Merhabalar…
İlk yazımı yazmadan önce siz değerli Batman GAP Gazetesi okurlarına kısaca kendimi tanıtmak isterim.
1990 yılı Siirt doğumlu olan ben, çocukluğumun ve gençliğimin uzun bir bölümünü Batman’da geçirdim.
Malatya İnönü Üniversitesi’nde Okul Öncesi Öğretmenliği bölümünü bitirdikten sonra alanımda çalışmalara devam ettim.
Üniversite yıllarımda psikoloji alanına ilgim vardı ve bu ilgim beraberinde ilerleyen zamanlarda yetişkin ve çocuk psikolojisinde uzmanlıklar getirdi.
Hem psikoloji alanında hem de kendi alanımda birçok tecrübe edinme fırsatım oldu.
Ayrıca iki harika çocuğun da annesi olmak hayatımın en önemli ve keyifli görevlerinden biri.
Şuan ABD’de Indianapolis eyaletinde yaşıyorum.
Seyahat etmek, farklı kültürleri ve insanları tanımak, yeni yerler keşfetmek hayatımda en keyif aldığım şeylerin başında geliyor.
Fotoğraf çekmek ise benim için büyük bir tutku.
Kısacası hayatımın birçok farklı alanında ilgi ve deneyim sahibi biri olarak yazılarımda da bunları yansıtmayı planlıyorum. Yazılarımda konuyu birlikte belirleyebilir değinmemi istediğiniz başlıkları e-mail adresime yazabilirsiniz.
Bana bu imkanı sağlayan yönetim kurulu başkanımız Sayın Mansur Obut olmak üzere tüm gazete çalışanlarına teşekkürü bir borç biliyorum.
Nasipse ara ara sizlerle yazacağım makalelerle birlikte olacağım.
Yazmaktan oldukça keyif alacağım. Umarım okuyucularımda yazılarımı okurken kendilerinden satırlar bulurlar…
Bol soru işaretli ilk yazımla güzel ülkeme ve yazımın ulaştığı tüm gönüllere
Sevgiyle…
GURBET
Gurbet demişler doğup büyüdüğün yerden, aile ocağından ayrı kalmanın adına.
Gurbet...
Ailenin bir belde de senin ayrı belde de olduğun yer.

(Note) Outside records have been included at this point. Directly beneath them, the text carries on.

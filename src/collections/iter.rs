// Copyright (c) 2025-2026 Adrian Robinson. Licensed under the AGPL-3.0.
// See LICENSE file in the project root for full license text.

//! Watermark iterators for the sorted views.

use super::ViewScope;
use crate::codec::Codec;
use crate::error::{CoordinationError, Result};
use crate::metrics;
use crate::store::{Document, Filter, Precondition, SortOrder};
use futures::Stream;
use std::marker::PhantomData;
use std::sync::Arc;

/// Forward-only scan state shared by every iterator flavour.
struct Watermark {
    scope: ViewScope,
    watermark: Option<String>,
    last_returned: Option<String>,
}

impl Watermark {
    fn new(scope: ViewScope) -> Self {
        Self {
            scope,
            watermark: None,
            last_returned: None,
        }
    }

    async fn advance(&mut self) -> Result<Option<Document>> {
        let range = match &self.watermark {
            Some(mark) => self.scope.range().after(mark),
            None => self.scope.range().clone(),
        };
        if range.is_empty() {
            return Ok(None);
        }

        let next = self
            .scope
            .store()
            .find_one(self.scope.collection(), &Filter::range(range), SortOrder::Ascending)
            .await?;

        if let Some(doc) = &next {
            self.watermark = Some(doc.key.clone());
            self.last_returned = Some(doc.key.clone());
        }
        Ok(next)
    }

    async fn remove(&mut self) -> Result<()> {
        let key = self.last_returned.take().ok_or_else(|| CoordinationError::InvalidState {
            expected: "next() before remove()".into(),
            actual: "no element to remove".into(),
        })?;
        metrics::record_map_operation(self.scope.collection(), "iter_remove");
        self.scope
            .store()
            .delete_one(self.scope.collection(), &key, &Precondition::Always)
            .await?;
        Ok(())
    }
}

/// Iterator over keys (or set members).
pub struct KeyIter {
    cursor: Watermark,
}

impl KeyIter {
    pub(crate) fn new(scope: ViewScope) -> Self {
        Self {
            cursor: Watermark::new(scope),
        }
    }

    pub async fn next(&mut self) -> Result<Option<String>> {
        Ok(self.cursor.advance().await?.map(|doc| doc.key))
    }

    /// Delete the key last returned by [`next`](Self::next).
    pub async fn remove(&mut self) -> Result<()> {
        self.cursor.remove().await
    }

    /// Adapt into a `Stream`, ending at the first error.
    pub fn into_stream(self) -> impl Stream<Item = Result<String>> {
        futures::stream::try_unfold(self, |mut iter| async move {
            Ok(iter.next().await?.map(|key| (key, iter)))
        })
    }
}

/// Iterator over decoded values, in key order.
pub struct ValueIter<V, C> {
    cursor: Watermark,
    codec: Arc<C>,
    _marker: PhantomData<fn() -> V>,
}

impl<V, C: Codec<V>> ValueIter<V, C> {
    pub(crate) fn new(scope: ViewScope, codec: Arc<C>) -> Self {
        Self {
            cursor: Watermark::new(scope),
            codec,
            _marker: PhantomData,
        }
    }

    /// Next value. A value that fails to decode is still passed; the error is
    /// returned once and the following call moves on.
    pub async fn next(&mut self) -> Result<Option<V>> {
        match self.cursor.advance().await? {
            Some(doc) => self.codec.decode(&doc.payload).map(Some),
            None => Ok(None),
        }
    }

    pub async fn remove(&mut self) -> Result<()> {
        self.cursor.remove().await
    }

    pub fn into_stream(self) -> impl Stream<Item = Result<V>> {
        futures::stream::try_unfold(self, |mut iter| async move {
            Ok(iter.next().await?.map(|value| (value, iter)))
        })
    }
}

/// Iterator over `(key, value)` pairs.
pub struct EntryIter<V, C> {
    cursor: Watermark,
    codec: Arc<C>,
    _marker: PhantomData<fn() -> V>,
}

impl<V, C: Codec<V>> EntryIter<V, C> {
    pub(crate) fn new(scope: ViewScope, codec: Arc<C>) -> Self {
        Self {
            cursor: Watermark::new(scope),
            codec,
            _marker: PhantomData,
        }
    }

    pub async fn next(&mut self) -> Result<Option<(String, V)>> {
        match self.cursor.advance().await? {
            Some(doc) => {
                let value = self.codec.decode(&doc.payload)?;
                Ok(Some((doc.key, value)))
            }
            None => Ok(None),
        }
    }

    pub async fn remove(&mut self) -> Result<()> {
        self.cursor.remove().await
    }

    pub fn into_stream(self) -> impl Stream<Item = Result<(String, V)>> {
        futures::stream::try_unfold(self, |mut iter| async move {
            Ok(iter.next().await?.map(|entry| (entry, iter)))
        })
    }
}
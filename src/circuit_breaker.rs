// Copyright (c) 2025-2026 Adrian Robinson. Licensed under the AGPL-3.0.
// See LICENSE file in the project root for full license text.

//! Circuit breakers in front of the Redis document store.
//!
//! Every script [`RedisStore`](crate::store::RedisStore) runs goes through one
//! of two breakers, chosen by [`Access`]. While Redis is failing, callers get
//! an immediate retryable `Store` error instead of queueing on a dead
//! connection, so lock heartbeats and queue producers back off on their own
//! schedules.
//!
//! Uses the `recloser` crate. A breaker opens once a full window of
//! `failure_threshold` calls has failed, stays open for `recovery_timeout`,
//! then lets `success_threshold` trial calls through before closing.
//!
//! ```rust,no_run
//! # use coordination_engine::circuit_breaker::{Access, StoreCircuit};
//! # async fn example() -> coordination_engine::Result<()> {
//! let circuit = StoreCircuit::default();
//! let n: u64 = circuit.guard(Access::Read, "count", || async { Ok(3) }).await?;
//! # Ok(())
//! # }
//! ```

use crate::config::RedisConfig;
use crate::error::{CoordinationError, Result};
use crate::metrics;
use recloser::{AsyncRecloser, Error as RecloserError, Recloser};
use std::future::Future;
use std::sync::atomic::{AtomicBool, AtomicU64, Ordering};
use std::time::Duration;
use tracing::{debug, warn};

/// Trip only when the whole closed window failed.
const TRIP_RATE: f32 = 0.99;

/// Which breaker a store call goes through.
///
/// Reads and writes trip independently, so a burst of failing scans from
/// iterators does not stop lease renewals while writes still succeed.
#[derive(Debug, Clone, Copy, PartialEq, Eq, Hash)]
pub enum Access {
    /// Inserts, updates, deletes and lease renewals.
    Write,
    /// Gets, scans and counts.
    Read,
}

impl Access {
    /// Breaker name, used as the metrics label.
    pub fn as_str(&self) -> &'static str {
        match self {
            Self::Write => "store_writes",
            Self::Read => "store_reads",
        }
    }
}

/// Observed breaker state.
///
/// `recloser` does not expose its state machine, so this reflects the last
/// call: `Open` while calls are being rejected.
#[derive(Debug, Clone, Copy, PartialEq, Eq)]
pub enum CircuitState {
    Closed,
    Open,
}

impl CircuitState {
    pub fn as_str(&self) -> &'static str {
        match self {
            Self::Closed => "closed",
            Self::Open => "open",
        }
    }
}

impl std::fmt::Display for CircuitState {
    fn fmt(&self, f: &mut std::fmt::Formatter<'_>) -> std::fmt::Result {
        f.write_str(self.as_str())
    }
}

/// Outcome of a call refused or failed behind a breaker.
#[derive(Debug, thiserror::Error)]
pub enum CircuitError<E> {
    /// The breaker is open; the call was never made.
    #[error("circuit breaker open, request rejected")]
    Rejected,

    /// The call was made and failed.
    #[error("operation failed: {0}")]
    Inner(#[source] E),
}

impl<E> CircuitError<E> {
    pub fn is_rejected(&self) -> bool {
        matches!(self, CircuitError::Rejected)
    }
}

/// Breaker thresholds.
#[derive(Debug, Clone, PartialEq, Eq)]
pub struct CircuitConfig {
    /// Size of the closed window; all of it must fail to trip.
    pub failure_threshold: u32,
    /// Successful trial calls needed to close again.
    pub success_threshold: u32,
    /// How long an open breaker rejects before probing.
    pub recovery_timeout: Duration,
}

impl Default for CircuitConfig {
    fn default() -> Self {
        Self {
            failure_threshold: 5,
            success_threshold: 2,
            recovery_timeout: Duration::from_secs(30),
        }
    }
}

impl CircuitConfig {
    /// Write breaker settings from the store config.
    pub fn for_store(config: &RedisConfig) -> Self {
        Self {
            failure_threshold: config.circuit_failure_threshold,
            recovery_timeout: Duration::from_secs(config.circuit_reset_timeout_sec),
            ..Self::default()
        }
    }

    /// Trips after two failures, recovers after 50ms.
    pub fn for_testing() -> Self {
        Self {
            failure_threshold: 2,
            success_threshold: 1,
            recovery_timeout: Duration::from_millis(50),
        }
    }
}

/// Call counters of one breaker.
#[derive(Debug, Clone, Copy, Default, PartialEq, Eq)]
pub struct CircuitCounts {
    pub calls: u64,
    pub successes: u64,
    pub failures: u64,
    pub rejections: u64,
}

/// One `recloser` breaker plus counters for diagnostics.
pub struct CircuitBreaker {
    access: Access,
    inner: AsyncRecloser,
    calls: AtomicU64,
    failures: AtomicU64,
    rejections: AtomicU64,
    last_rejected: AtomicBool,
}

impl CircuitBreaker {
    pub fn new(access: Access, config: &CircuitConfig) -> Self {
        let recloser = Recloser::custom()
            .error_rate(TRIP_RATE)
            .closed_len(config.failure_threshold.max(1) as usize)
            .half_open_len(config.success_threshold.max(1) as usize)
            .open_wait(config.recovery_timeout)
            .build();

        Self {
            access,
            inner: recloser.into(),
            calls: AtomicU64::new(0),
            failures: AtomicU64::new(0),
            rejections: AtomicU64::new(0),
            last_rejected: AtomicBool::new(false),
        }
    }

    pub fn name(&self) -> &'static str {
        self.access.as_str()
    }

    /// Run `f` unless the breaker is open. `f` is not called when rejected.
    pub async fn call<F, Fut, T, E>(&self, f: F) -> std::result::Result<T, CircuitError<E>>
    where
        F: FnOnce() -> Fut,
        Fut: Future<Output = std::result::Result<T, E>>,
    {
        self.calls.fetch_add(1, Ordering::Relaxed);

        match self.inner.call(f()).await {
            Ok(value) => {
                self.last_rejected.store(false, Ordering::Relaxed);
                metrics::record_circuit_call(self.name(), "success");
                Ok(value)
            }
            Err(RecloserError::Rejected) => {
                self.rejections.fetch_add(1, Ordering::Relaxed);
                if !self.last_rejected.swap(true, Ordering::Relaxed) {
                    warn!(circuit = self.name(), "Circuit open, rejecting store calls");
                }
                metrics::record_circuit_rejection(self.name());
                Err(CircuitError::Rejected)
            }
            Err(RecloserError::Inner(e)) => {
                self.failures.fetch_add(1, Ordering::Relaxed);
                self.last_rejected.store(false, Ordering::Relaxed);
                metrics::record_circuit_call(self.name(), "failure");
                debug!(circuit = self.name(), "Store call failed behind circuit");
                Err(CircuitError::Inner(e))
            }
        }
    }

    pub fn counts(&self) -> CircuitCounts {
        let calls = self.calls.load(Ordering::Relaxed);
        let failures = self.failures.load(Ordering::Relaxed);
        let rejections = self.rejections.load(Ordering::Relaxed);
        CircuitCounts {
            calls,
            successes: calls.saturating_sub(failures + rejections),
            failures,
            rejections,
        }
    }

    pub fn state(&self) -> CircuitState {
        if self.last_rejected.load(Ordering::Relaxed) {
            CircuitState::Open
        } else {
            CircuitState::Closed
        }
    }
}

impl std::fmt::Debug for CircuitBreaker {
    fn fmt(&self, f: &mut std::fmt::Formatter<'_>) -> std::fmt::Result {
        f.debug_struct("CircuitBreaker")
            .field("name", &self.name())
            .field("state", &self.state())
            .field("counts", &self.counts())
            .finish()
    }
}

/// The read and write breakers of one store client.
#[derive(Debug)]
pub struct StoreCircuit {
    writes: CircuitBreaker,
    reads: CircuitBreaker,
}

impl Default for StoreCircuit {
    fn default() -> Self {
        Self::new(CircuitConfig::default(), CircuitConfig::default())
    }
}

impl StoreCircuit {
    pub fn new(writes: CircuitConfig, reads: CircuitConfig) -> Self {
        Self {
            writes: CircuitBreaker::new(Access::Write, &writes),
            reads: CircuitBreaker::new(Access::Read, &reads),
        }
    }

    /// Writes use the configured thresholds; reads keep the defaults.
    pub fn for_store(config: &RedisConfig) -> Self {
        Self::new(CircuitConfig::for_store(config), CircuitConfig::default())
    }

    pub fn breaker(&self, access: Access) -> &CircuitBreaker {
        match access {
            Access::Write => &self.writes,
            Access::Read => &self.reads,
        }
    }

    /// Run a store call behind the `access` breaker.
    ///
    /// A rejection surfaces as a retryable [`CoordinationError::Store`]
    /// naming `operation`.
    pub async fn guard<F, Fut, T>(&self, access: Access, operation: &str, f: F) -> Result<T>
    where
        F: FnOnce() -> Fut,
        Fut: Future<Output = Result<T>>,
    {
        match self.breaker(access).call(f).await {
            Ok(value) => Ok(value),
            Err(CircuitError::Inner(e)) => Err(e),
            Err(CircuitError::Rejected) => Err(CoordinationError::store(
                operation,
                "circuit breaker open, request rejected",
            )),
        }
    }

    pub fn any_open(&self) -> bool {
        self.writes.state() == CircuitState::Open || self.reads.state() == CircuitState::Open
    }

    /// Export both breaker states as gauges.
    pub fn publish_state(&self) {
        for breaker in [&self.writes, &self.reads] {
            metrics::set_circuit_state(breaker.name(), breaker.state().as_str());
        }
    }
}
//! Shared test utilities for integration and chaos tests.
//!
//! This module provides:
//! - Redis testcontainer setup
//! - Memory-store fixtures with short test intervals
//! - Polling helpers for eventually-true conditions

#![allow(dead_code)]

pub mod containers;
pub mod fixtures;

pub use containers::*;
pub use fixtures::*;
// =============================================================================
// DocumentStore
// =============================================================================

impl DocumentStore for RedisStore {
    fn backend(&self) -> &'static str {
        "redis"
    }

    fn insert_if_absent<'a>(&'a self, collection: &'a str, doc: Document) -> BoxFuture<'a, InsertOutcome> {
        self.insert_batch(collection, vec![doc])
    }

    fn insert_batch<'a>(&'a self, collection: &'a str, docs: Vec<Document>) -> BoxFuture<'a, InsertOutcome> {
        Box::pin(async move {
            if docs.is_empty() {
                return Ok(InsertOutcome::Inserted);
            }
            let mut args = Vec::with_capacity(docs.len() * 6);
            for doc in docs {
                doc_args(doc, &mut args);
            }
            let value = self.run(&self.scripts.insert, "insert", Access::Write, collection, args).await?;
            Ok(match value_to_i64(&value) {
                Some(1) => InsertOutcome::Inserted,
                _ => InsertOutcome::DuplicateKey,
            })
        })
    }

    fn upsert<'a>(&'a self, collection: &'a str, doc: Document) -> BoxFuture<'a, Option<Document>> {
        Box::pin(async move {
            let mut args = Vec::with_capacity(6);
            doc_args(doc, &mut args);
            let value = self.run(&self.scripts.upsert, "upsert", Access::Write, collection, args).await?;
            Ok(parse_documents(&value)?.into_iter().next().flatten())
        })
    }

    fn upsert_batch<'a>(&'a self, collection: &'a str, docs: Vec<Document>) -> BoxFuture<'a, ()> {
        Box::pin(async move {
            if docs.is_empty() {
                return Ok(());
            }
            let mut args = Vec::with_capacity(docs.len() * 6);
            for doc in docs {
                doc_args(doc, &mut args);
            }
            self.run(&self.scripts.upsert, "upsert_batch", Access::Write, collection, args)
                .await?;
            Ok(())
        })
    }

    fn conditional_update<'a>(
        &'a self,
        collection: &'a str,
        key: &'a str,
        precondition: &'a Precondition,
        update: &'a Update,
    ) -> BoxFuture<'a, u64> {
        Box::pin(async move {
            let args = vec![
                key.as_bytes().to_vec(),
                precondition.owner_arg().as_bytes().to_vec(),
                update.expire_at.map(|at| at.to_string()).unwrap_or_default().into_bytes(),
            ];
            let value = self
                .run(&self.scripts.conditional_update, "conditional_update", Access::Write, collection, args)
                .await?;
            Ok(value_to_i64(&value).unwrap_or(0).max(0) as u64)
        })
    }

    fn get<'a>(&'a self, collection: &'a str, key: &'a str) -> BoxFuture<'a, Option<Document>> {
        Box::pin(async move {
            let value = self
                .run(&self.scripts.get, "get", Access::Read, collection, vec![key.as_bytes().to_vec()])
                .await?;
            parse_document(&value)
        })
    }

    fn find_one<'a>(&'a self, collection: &'a str, filter: &'a Filter, order: SortOrder) -> BoxFuture<'a, Option<Document>> {
        Box::pin(async move {
            if filter.range.is_empty() {
                return Ok(None);
            }
            let value = self.scan_script(collection, "docs", filter, order, 1).await?;
            Ok(parse_documents(&value)?.into_iter().flatten().next())
        })
    }

    fn scan<'a>(
        &'a self,
        collection: &'a str,
        filter: &'a Filter,
        order: SortOrder,
        limit: usize,
    ) -> BoxFuture<'a, Vec<Document>> {
        Box::pin(async move {
            if filter.range.is_empty() || limit == 0 {
                return Ok(Vec::new());
            }
            let value = self.scan_script(collection, "docs", filter, order, limit).await?;
            Ok(parse_documents(&value)?.into_iter().flatten().collect())
        })
    }

    fn count<'a>(&'a self, collection: &'a str, filter: &'a Filter) -> BoxFuture<'a, u64> {
        Box::pin(async move {
            if filter.range.is_empty() {
                return Ok(0);
            }
            let value = self
                .scan_script(collection, "count", filter, SortOrder::Ascending, 0)
                .await?;
            Ok(value_to_i64(&value).unwrap_or(0).max(0) as u64)
        })
    }

    fn delete_one<'a>(
        &'a self,
        collection: &'a str,
        key: &'a str,
        precondition: &'a Precondition,
    ) -> BoxFuture<'a, Option<Document>> {
        Box::pin(async move {
            let args = vec![key.as_bytes().to_vec(), precondition.owner_arg().as_bytes().to_vec()];
            let value = self.run(&self.scripts.delete, "delete", Access::Write, collection, args).await?;
            parse_document(&value)
        })
    }

    fn delete_many<'a>(&'a self, collection: &'a str, filter: &'a Filter) -> BoxFuture<'a, u64> {
        Box::pin(async move {
            if filter.range.is_empty() {
                return Ok(0);
            }
            let value = self
                .scan_script(collection, "delete", filter, SortOrder::Ascending, 0)
                .await?;
            Ok(value_to_i64(&value).unwrap_or(0).max(0) as u64)
        })
    }

    fn watch<'a>(&'a self, collection: &'a str, kind: OperationKind) -> BoxFuture<'a, ChangeStream> {
        Box::pin(async move {
            self.touched.insert(collection.to_string());
            let keys = self.keys(collection);

            // XREAD BLOCK would stall the shared multiplexed connection,
            // so every subscription gets its own.
            let mut conn = self
                .client
                .get_connection_manager()
                .await
                .map_err(|e| CoordinationError::redis("watch", e))?;

            let tailer = ChangeTailer::new(collection, keys.changes, self.config.block_timeout_duration());
            let cursor = tailer.current_cursor(&mut conn).await?;
            debug!(collection, kind = %kind, cursor = %cursor, "Opened change stream");
            Ok(tailer.into_stream(conn, cursor, kind))
        })
    }
}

Memleket özleminin, aile hasretinin buram buram koktuğu bu günlerde, düşünüyorum da belki de daha fazlasıdır gurbet.
Mesela ne kadar hayal kurabiliyorsunuz? Bu "kurabildiğiniz" hayallerinizi gerçekleştirebilecek fırsatlarınızın olmadığı hatta belki hayal bile kurmayı unuttuğunuz, gelecek telaşına kapıldığınız bir belde neresi olabilir?
Anlaşılmadığınız bir yer düşünün ya da insanlara fikirlerinizi, projelerinizi sunup yere çakıldığınız, pes etmek zorunda kaldığınız, yeterli gücü bulamadığınız yerler!
Sürekli alışveriş yaptığınız mağaza sahibinin geçim sıkıntısıyla kendini boşluğa bıraktığı ve çakıldığı o asfalt ne kokuyordur?
Sıkışıp kendinizi sorgulamaya başladığınız, belki bir uçurumun kenarında bulduğunuz o uçurum neresidir?
Hedeflerinizi gittikçe küçülttüğünüz ve buna alıştığınız yerler!
Sizi olduğunuzdan farklı etiketlerle yargılayan, o kişi olduğunuza inanan insanların arasında neredesinizdir?
Ya da haklarınızı söz konusu bile edemediğiniz bir belde yuvanız mıdır?
Özel hayatınıza bin bir müdahalenin yapıldığı sofralar!
Özel yanlarınızın engel olarak tanımlandığı ve kısıtlandığı yer peki? Orası belki de gurbetin kan ağlayan yeridir.
Evladınıza bir papuç alamamak, en doğal hakkı ve olması elzem en iyi eğitim olanaklarını sunamamak peki!
Nerde olduğunuz kimle olduğunuz mühim de, kendiniz olarak var olamadığınız, yaşam sağlayamadığınız yer neresidir Allah aşkına?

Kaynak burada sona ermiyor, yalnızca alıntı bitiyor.